◆ AIM OF THE EXERCISE:
Lines that include "WeightStore" make up the answer; copy all of them from the data below.

◆ TASK INPUTS:
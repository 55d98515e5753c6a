use std::{path::PathBuf, time::Duration};

use crate::model::{
  CsvDataset, RowPolicy, TrainingParams, WeightStore, HIDDEN_DIMENSION, INPUT_DIMENSION, LEARNING_RATE,
  OUTPUT_DIMENSION,
};

/// Fully resolved runtime settings. The executable builds these from its config file and flags.
#[derive(Debug, Clone)]
pub struct Settings {
  pub listen_addr: String,
  /// Grace period for in-flight requests after a shutdown signal.
  pub shutdown_timeout: Duration,
  pub train_dataset: PathBuf,
  pub test_dataset: PathBuf,
  pub hidden_weights: PathBuf,
  pub output_weights: PathBuf,
  /// `host:port` of the key-value service; `None` keeps the cache in process.
  pub cache_addr: Option<String>,
  pub cache_timeout: Duration,
  pub input_size: usize,
  pub hidden_size: usize,
  pub output_size: usize,
  pub learning_rate: f64,
  pub epochs: usize,
  pub row_policy: RowPolicy,
}

impl Default for Settings {
  fn default() -> Self {
    Self {
      listen_addr: "0.0.0.0:8080".to_string(),
      shutdown_timeout: Duration::from_millis(5000),
      train_dataset: PathBuf::from("./mnist_dataset/mnist_train.csv"),
      test_dataset: PathBuf::from("./mnist_dataset/mnist_test.csv"),
      hidden_weights: PathBuf::from("./data/hweights.model"),
      output_weights: PathBuf::from("./data/oweights.model"),
      cache_addr: Some("127.0.0.1:6379".to_string()),
      cache_timeout: Duration::from_millis(500),
      input_size: INPUT_DIMENSION,
      hidden_size: HIDDEN_DIMENSION,
      output_size: OUTPUT_DIMENSION,
      learning_rate: LEARNING_RATE,
      epochs: 5,
      row_policy: RowPolicy::Skip,
    }
  }
}

impl Settings {
  pub fn weight_store(&self) -> WeightStore {
    WeightStore::new(&self.hidden_weights, &self.output_weights)
  }

  pub fn train_data(&self) -> CsvDataset {
    CsvDataset::new(&self.train_dataset, self.input_size, self.output_size)
  }

  pub fn test_data(&self) -> CsvDataset {
    CsvDataset::new(&self.test_dataset, self.input_size, self.output_size)
  }

  pub fn training_params(&self) -> TrainingParams {
    TrainingParams {
      epochs: self.epochs,
      policy: self.row_policy,
    }
  }
}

◆ SOLUTION FOR THIS PROBLEM:
  CsvDataset, RowPolicy, TrainingParams, WeightStore, HIDDEN_DIMENSION, INPUT_DIMENSION, LEARNING_RATE,
  pub fn weight_store(&self) -> WeightStore {
    WeightStore::new(&self.hidden_weights, &self.output_weights)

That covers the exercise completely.